▶ [EXERCISE OBJECTIVE]
Lines of the data that contain the word "first" are the ones to copy.

(Data excerpts)
____________________

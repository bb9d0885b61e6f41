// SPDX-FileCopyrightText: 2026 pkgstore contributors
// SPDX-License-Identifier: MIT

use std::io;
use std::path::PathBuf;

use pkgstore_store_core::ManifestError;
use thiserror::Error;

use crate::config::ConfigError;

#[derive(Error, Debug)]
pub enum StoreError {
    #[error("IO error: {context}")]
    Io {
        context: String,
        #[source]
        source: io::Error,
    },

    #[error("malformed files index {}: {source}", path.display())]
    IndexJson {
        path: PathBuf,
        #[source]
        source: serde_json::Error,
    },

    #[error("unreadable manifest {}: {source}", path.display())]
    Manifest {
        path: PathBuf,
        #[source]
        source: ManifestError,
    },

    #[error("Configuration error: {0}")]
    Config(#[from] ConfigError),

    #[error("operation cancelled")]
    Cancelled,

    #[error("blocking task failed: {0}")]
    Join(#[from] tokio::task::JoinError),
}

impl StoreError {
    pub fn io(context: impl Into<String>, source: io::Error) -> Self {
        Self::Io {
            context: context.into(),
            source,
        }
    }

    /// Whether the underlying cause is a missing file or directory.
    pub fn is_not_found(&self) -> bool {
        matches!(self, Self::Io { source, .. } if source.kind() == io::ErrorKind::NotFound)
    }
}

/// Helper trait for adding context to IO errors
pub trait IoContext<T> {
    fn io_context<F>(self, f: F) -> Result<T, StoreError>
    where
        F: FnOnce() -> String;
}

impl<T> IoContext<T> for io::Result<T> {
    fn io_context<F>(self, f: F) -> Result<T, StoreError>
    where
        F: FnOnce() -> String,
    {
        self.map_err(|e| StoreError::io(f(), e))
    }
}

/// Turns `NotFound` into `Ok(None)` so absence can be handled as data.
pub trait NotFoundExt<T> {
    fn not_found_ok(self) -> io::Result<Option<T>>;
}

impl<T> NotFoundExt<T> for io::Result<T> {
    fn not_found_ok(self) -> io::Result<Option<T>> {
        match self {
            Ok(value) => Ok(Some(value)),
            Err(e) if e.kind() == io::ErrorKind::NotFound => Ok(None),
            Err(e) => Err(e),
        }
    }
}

____________________

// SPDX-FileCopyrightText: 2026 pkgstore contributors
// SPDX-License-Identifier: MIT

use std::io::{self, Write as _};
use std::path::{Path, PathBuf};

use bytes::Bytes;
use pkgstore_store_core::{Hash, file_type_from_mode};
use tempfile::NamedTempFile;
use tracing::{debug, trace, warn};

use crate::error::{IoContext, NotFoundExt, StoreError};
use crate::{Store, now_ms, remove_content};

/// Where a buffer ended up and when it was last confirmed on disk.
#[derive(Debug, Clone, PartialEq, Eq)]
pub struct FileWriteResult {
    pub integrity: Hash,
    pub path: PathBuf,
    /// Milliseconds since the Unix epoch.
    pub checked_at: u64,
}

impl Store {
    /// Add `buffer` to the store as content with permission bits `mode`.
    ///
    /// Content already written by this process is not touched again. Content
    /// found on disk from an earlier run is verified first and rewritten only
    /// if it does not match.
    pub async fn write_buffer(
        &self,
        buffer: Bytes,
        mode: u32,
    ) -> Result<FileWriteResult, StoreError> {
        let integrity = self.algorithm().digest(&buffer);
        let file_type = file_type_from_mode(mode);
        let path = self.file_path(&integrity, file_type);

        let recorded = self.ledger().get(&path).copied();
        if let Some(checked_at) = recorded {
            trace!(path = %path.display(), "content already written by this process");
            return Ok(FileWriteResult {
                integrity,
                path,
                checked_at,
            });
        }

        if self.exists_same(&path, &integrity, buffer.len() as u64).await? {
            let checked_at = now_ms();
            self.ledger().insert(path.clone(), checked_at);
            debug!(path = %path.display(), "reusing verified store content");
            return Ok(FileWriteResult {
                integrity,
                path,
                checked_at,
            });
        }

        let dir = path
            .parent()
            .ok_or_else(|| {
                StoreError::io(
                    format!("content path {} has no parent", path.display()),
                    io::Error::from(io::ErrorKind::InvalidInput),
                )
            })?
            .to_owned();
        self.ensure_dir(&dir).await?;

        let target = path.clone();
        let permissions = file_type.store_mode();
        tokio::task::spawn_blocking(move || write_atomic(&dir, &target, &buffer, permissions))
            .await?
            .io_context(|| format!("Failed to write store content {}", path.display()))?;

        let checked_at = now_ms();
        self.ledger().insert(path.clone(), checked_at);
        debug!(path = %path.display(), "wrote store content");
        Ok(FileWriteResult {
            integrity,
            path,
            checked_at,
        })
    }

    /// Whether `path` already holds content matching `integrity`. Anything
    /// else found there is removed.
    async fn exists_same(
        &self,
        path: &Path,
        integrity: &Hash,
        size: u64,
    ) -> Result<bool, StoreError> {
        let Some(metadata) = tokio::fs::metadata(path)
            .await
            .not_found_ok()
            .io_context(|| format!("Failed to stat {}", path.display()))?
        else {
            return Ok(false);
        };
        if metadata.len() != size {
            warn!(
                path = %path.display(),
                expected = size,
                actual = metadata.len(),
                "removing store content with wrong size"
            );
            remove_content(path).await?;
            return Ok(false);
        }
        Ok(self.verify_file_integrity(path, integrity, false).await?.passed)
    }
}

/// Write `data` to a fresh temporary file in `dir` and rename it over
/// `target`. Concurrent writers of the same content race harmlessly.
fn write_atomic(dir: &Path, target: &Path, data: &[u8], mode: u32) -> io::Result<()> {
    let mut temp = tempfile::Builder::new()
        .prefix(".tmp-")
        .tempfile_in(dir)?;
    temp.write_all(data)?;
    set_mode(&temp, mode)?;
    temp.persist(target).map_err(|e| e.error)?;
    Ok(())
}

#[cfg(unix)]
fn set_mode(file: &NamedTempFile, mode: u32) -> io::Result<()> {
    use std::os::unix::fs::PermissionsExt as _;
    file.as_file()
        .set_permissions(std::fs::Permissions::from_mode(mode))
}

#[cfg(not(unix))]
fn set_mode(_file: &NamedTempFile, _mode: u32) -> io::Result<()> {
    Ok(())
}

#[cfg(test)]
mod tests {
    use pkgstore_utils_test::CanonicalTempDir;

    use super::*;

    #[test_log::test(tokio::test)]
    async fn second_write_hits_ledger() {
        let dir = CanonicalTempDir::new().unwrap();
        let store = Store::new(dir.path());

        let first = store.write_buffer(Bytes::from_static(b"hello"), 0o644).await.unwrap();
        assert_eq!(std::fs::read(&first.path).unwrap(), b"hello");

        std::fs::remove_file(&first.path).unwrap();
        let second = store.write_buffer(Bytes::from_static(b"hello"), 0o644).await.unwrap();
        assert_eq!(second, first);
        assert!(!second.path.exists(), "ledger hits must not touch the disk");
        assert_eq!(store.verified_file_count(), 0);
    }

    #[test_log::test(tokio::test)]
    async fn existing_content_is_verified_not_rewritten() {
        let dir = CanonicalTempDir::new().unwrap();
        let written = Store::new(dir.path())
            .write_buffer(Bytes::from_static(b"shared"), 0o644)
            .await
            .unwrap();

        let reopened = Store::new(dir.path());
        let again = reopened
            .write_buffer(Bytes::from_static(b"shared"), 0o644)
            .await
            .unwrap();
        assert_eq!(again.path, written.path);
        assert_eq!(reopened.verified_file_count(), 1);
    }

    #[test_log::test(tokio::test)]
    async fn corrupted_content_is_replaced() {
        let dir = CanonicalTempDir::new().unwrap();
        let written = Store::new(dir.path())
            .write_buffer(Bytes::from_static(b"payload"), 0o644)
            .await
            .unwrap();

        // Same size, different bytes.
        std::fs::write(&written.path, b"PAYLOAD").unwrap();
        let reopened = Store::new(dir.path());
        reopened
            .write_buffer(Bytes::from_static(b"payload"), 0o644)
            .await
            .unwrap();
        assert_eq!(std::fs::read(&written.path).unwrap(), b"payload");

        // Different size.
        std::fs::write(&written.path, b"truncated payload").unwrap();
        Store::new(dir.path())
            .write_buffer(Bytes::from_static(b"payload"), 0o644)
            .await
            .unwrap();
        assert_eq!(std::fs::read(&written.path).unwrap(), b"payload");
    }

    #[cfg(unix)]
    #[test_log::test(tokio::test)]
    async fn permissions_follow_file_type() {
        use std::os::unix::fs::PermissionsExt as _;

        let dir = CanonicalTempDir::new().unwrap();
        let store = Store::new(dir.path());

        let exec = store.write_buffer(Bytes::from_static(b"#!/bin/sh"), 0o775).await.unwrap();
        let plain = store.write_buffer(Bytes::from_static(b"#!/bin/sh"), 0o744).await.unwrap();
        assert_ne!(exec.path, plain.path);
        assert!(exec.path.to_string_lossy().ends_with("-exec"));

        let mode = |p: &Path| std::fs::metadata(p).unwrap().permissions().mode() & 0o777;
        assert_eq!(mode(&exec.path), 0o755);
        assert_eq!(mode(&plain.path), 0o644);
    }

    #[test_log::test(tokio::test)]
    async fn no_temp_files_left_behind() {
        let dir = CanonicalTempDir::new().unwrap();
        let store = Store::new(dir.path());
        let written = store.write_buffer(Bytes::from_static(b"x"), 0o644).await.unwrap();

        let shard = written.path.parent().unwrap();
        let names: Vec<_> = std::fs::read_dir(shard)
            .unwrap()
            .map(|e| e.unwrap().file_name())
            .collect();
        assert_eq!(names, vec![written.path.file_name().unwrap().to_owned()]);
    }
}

____________________

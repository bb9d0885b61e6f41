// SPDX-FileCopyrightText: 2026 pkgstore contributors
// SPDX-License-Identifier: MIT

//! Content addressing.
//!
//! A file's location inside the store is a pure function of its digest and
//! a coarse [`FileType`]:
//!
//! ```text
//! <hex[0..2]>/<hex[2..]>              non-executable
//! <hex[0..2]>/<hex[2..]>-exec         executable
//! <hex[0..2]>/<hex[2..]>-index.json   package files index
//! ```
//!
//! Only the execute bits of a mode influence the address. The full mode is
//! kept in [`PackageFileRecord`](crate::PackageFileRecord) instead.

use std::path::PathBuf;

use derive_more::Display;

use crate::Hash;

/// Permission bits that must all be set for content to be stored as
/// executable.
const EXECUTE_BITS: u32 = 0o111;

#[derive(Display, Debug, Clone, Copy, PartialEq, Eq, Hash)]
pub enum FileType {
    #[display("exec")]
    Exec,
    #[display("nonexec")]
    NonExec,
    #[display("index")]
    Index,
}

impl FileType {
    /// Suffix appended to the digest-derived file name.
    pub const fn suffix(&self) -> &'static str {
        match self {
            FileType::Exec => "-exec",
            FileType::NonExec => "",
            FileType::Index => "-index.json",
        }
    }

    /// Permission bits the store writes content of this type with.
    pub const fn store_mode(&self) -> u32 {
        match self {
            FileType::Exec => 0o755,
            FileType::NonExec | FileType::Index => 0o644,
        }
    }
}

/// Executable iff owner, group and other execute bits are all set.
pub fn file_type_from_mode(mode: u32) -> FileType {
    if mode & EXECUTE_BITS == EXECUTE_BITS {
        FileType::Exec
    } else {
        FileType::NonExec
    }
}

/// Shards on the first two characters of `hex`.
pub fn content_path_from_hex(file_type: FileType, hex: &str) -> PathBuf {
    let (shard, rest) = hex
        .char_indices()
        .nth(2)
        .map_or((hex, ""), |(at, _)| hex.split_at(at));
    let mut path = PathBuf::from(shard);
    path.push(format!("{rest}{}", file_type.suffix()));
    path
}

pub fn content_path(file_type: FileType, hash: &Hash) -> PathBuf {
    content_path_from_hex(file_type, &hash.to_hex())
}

____________________

▶ [WRITTEN SOLUTION]
    /// found on disk from an earlier run is verified first and rewritten only
        let first = store.write_buffer(Bytes::from_static(b"hello"), 0o644).await.unwrap();
        assert_eq!(std::fs::read(&first.path).unwrap(), b"hello");
        std::fs::remove_file(&first.path).unwrap();
        assert_eq!(second, first);
/// Shards on the first two characters of `hex`.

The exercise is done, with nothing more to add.